Policing in this country is facing something of a perfect storm. Crime is rising, certainly crime of the most serious kinds. Domestic murders are at a five-year high, knife crime is at an all-time high, the number of reported serious sexual offences has risen steeply and so it goes on.

But it is not just crime. Demand on policing is rising too, principally as a consequence of the vast gaps that have appeared in the delivery of other frontline public services. Shortfalls in the provision of emergency mental health care are mentioned most often, but it is happening right across the board. And policing is being asked to pick up the pieces.

But it is not just crime and demand. Complexity is rising too, driven primarily by spectacular advances in technology as both an enabler of crime and an accelerator of harm. The job of a police officer is infinitely more complex than it used to be.

And all of this is happening at a time when policing resources have fallen to their lowest levels in a generation or more. Between 2010 and 2018, 44,000 officers and staff were cut from policing in England and Wales alone and it would be impossible to maintain the illusion that you can take that many people out and expect the world to carry on as if nothing had changed.

Throughout much of the last ten years, we were told by senior figures in government that ‘crime is down and police reform is working’. It became a mantra, repeated ad nauseam whenever their approach was questioned. But it turns out that neither part of that statement was true, with this week’s headlines simply being the latest confirmation of the fact.

More recent government announcements – including the likely reversal of failed reforms to police bail and the recruitment of 20,000 police officers – carry an implicit acknowledgement of the failures of the recent past, but it is going to take time to mend the immense damage done. It might actually take a generation.

Policing lost 44,000 individuals in less than a decade but, just as importantly, it lost all their experience too, and there is no short term means of replacing that. Even if the government honours its pledge to recruit the 20,000, it will take time for them to start, time for them to train and years for them to gain the kind of front-line knowledge and expertise that has been lost. Even then, the number comes nowhere close to replacing the 44,000 cut since 2010.

Just as damaging as the overall cut in numbers has been the specific loss of community policing in many parts of the country. Neighbourhood teams are the very foundation on which effective policing is built and, in far too many cases, they have been lost to austerity.

Sir Robert Peel first suggested it almost two hundred years ago and it remains true to say that ‘the police are the public and the public are the police’. Police officers have always been at their most effective when working hand in hand with the communities they serve. There is now an urgent need for reinvestment in policing, and in neighbourhood policing in particular.

The basic mismatch between officer numbers and the volume of crime and demand they are faced with means that there is a need to make some tough choices. Every crime matters to every victim – understandably so – but not every crime is equal. Domestic violence has to matter more than car crime. Knife crime has to matter more than shoplifting. Any crime that has a child or vulnerable adult victim has to matter more than one that doesn’t. Everything can’t be a priority – because, if everything is, then nothing is.

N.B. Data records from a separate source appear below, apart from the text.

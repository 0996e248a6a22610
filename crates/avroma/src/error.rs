//! Error types for avroma
//!
//! Errors are split by blast radius:
//! - [`DecodeError`] covers one message. All variants except
//!   [`DecodeError::RegistryFetch`] only cost the current message.
//! - [`ConsumerError`] ends the consumer run.

use crate::avro::AvroError;
use crate::types::SchemaId;
use serde::Serialize;
use thiserror::Error;

/// Confluent-compatible registry error codes
pub mod error_codes {
    pub const SUBJECT_NOT_FOUND: u32 = 40401;
    pub const VERSION_NOT_FOUND: u32 = 40402;
    pub const SCHEMA_NOT_FOUND: u32 = 40403;
}

/// Errors from the schema registry collaborator
#[derive(Debug, Error)]
pub enum RegistryError {
    #[error("Schema not found: {0}")]
    SchemaNotFound(String),

    #[error("Network error: {0}")]
    Network(String),

    #[error("Invalid registry response: {0}")]
    InvalidResponse(String),

    #[error("Configuration error: {0}")]
    Config(String),
}

impl RegistryError {
    /// Whether another attempt could succeed
    pub fn is_retryable(&self) -> bool {
        matches!(self, RegistryError::Network(_))
    }
}

impl From<reqwest::Error> for RegistryError {
    fn from(err: reqwest::Error) -> Self {
        if err.is_decode() {
            RegistryError::InvalidResponse(err.to_string())
        } else {
            RegistryError::Network(err.to_string())
        }
    }
}

pub type RegistryResult<T> = Result<T, RegistryError>;

/// Category of a decode failure, used for reporting
#[derive(Debug, Clone, Copy, PartialEq, Eq, Hash, Serialize)]
#[serde(rename_all = "snake_case")]
pub enum ErrorKind {
    InputFormat,
    RegistryFetch,
    CodecConstruction,
    Decode,
    Encode,
}

impl std::fmt::Display for ErrorKind {
    fn fmt(&self, f: &mut std::fmt::Formatter<'_>) -> std::fmt::Result {
        let name = match self {
            ErrorKind::InputFormat => "input_format",
            ErrorKind::RegistryFetch => "registry_fetch",
            ErrorKind::CodecConstruction => "codec_construction",
            ErrorKind::Decode => "decode",
            ErrorKind::Encode => "encode",
        };
        f.write_str(name)
    }
}

/// Failure of one run of the decode pipeline
#[derive(Debug, Error)]
pub enum DecodeError {
    #[error("Message too short for Confluent framing: {len} bytes, need at least 5")]
    InputFormat { len: usize },

    #[error("Failed to fetch schema {schema_id} from registry: {source}")]
    RegistryFetch {
        schema_id: SchemaId,
        #[source]
        source: RegistryError,
    },

    #[error("Failed to build codec for schema {schema_id}: {source}")]
    CodecConstruction {
        schema_id: SchemaId,
        #[source]
        source: AvroError,
    },

    #[error("Failed to decode payload with schema {schema_id}: {source}")]
    Decode {
        schema_id: SchemaId,
        #[source]
        source: AvroError,
    },

    #[error("Failed to encode record with schema {schema_id} as text: {source}")]
    Encode {
        schema_id: SchemaId,
        #[source]
        source: AvroError,
    },
}

impl DecodeError {
    pub fn kind(&self) -> ErrorKind {
        match self {
            DecodeError::InputFormat { .. } => ErrorKind::InputFormat,
            DecodeError::RegistryFetch { .. } => ErrorKind::RegistryFetch,
            DecodeError::CodecConstruction { .. } => ErrorKind::CodecConstruction,
            DecodeError::Decode { .. } => ErrorKind::Decode,
            DecodeError::Encode { .. } => ErrorKind::Encode,
        }
    }

    /// Registry failures affect every partition, not just the current message
    pub fn is_fatal(&self) -> bool {
        matches!(self, DecodeError::RegistryFetch { .. })
    }

    /// Schema id of the failed message, when the header could be read
    pub fn schema_id(&self) -> Option<SchemaId> {
        match self {
            DecodeError::InputFormat { .. } => None,
            DecodeError::RegistryFetch { schema_id, .. }
            | DecodeError::CodecConstruction { schema_id, .. }
            | DecodeError::Decode { schema_id, .. }
            | DecodeError::Encode { schema_id, .. } => Some(*schema_id),
        }
    }
}

pub type DecodeResult<T> = Result<T, DecodeError>;

/// Errors that end a consumer run
#[derive(Debug, Error)]
pub enum ConsumerError {
    #[error("Registry failure on {topic}/{partition} at offset {offset}: {source}")]
    Registry {
        topic: String,
        partition: i32,
        offset: i64,
        #[source]
        source: DecodeError,
    },

    #[error("Transport error: {0}")]
    Transport(String),

    #[error("Configuration error: {0}")]
    Config(String),

    #[error("Worker task failed: {0}")]
    Worker(String),
}

pub type ConsumerResult<T> = Result<T, ConsumerError>;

There is something else that we need to acknowledge here, and that is the extent to which police officers themselves are feeling all of this. The headlines make deeply uncomfortable reading for them. They know that too many victims of crime are being let down. They know that, in far too many instances, they aren’t able to offer the kind of service that people want and expect. If you were to ask the vast majority of them why they joined, they would tell you simply, that they wanted to make a difference. The realisation that there aren’t enough of them to be able to do that in every case is something that troubles them all.

I’m no blind apologist for the job I used to do. Policing is entirely imperfect and there are all sorts of ways in which it needs to get better. But the story of the last ten years is not one that we can simply ignore. It is not that the police are failing, it is that they have been failed.

I would suggest it is now time for a Royal Commission to look into Policing. This has been argued for over a decade but constantly ignored. It is essential now. If you speak with a working police officer they will tell you they have to pick up the pieces and much more that other authorities cannot. They are a 24 hour service where others are not and consequently the public call upon them. This needs to be realigned to either refinance all of the other services which they currently cover or give them the means to do all these extras. Food for thought; but surely this cannot be allowed to carry on.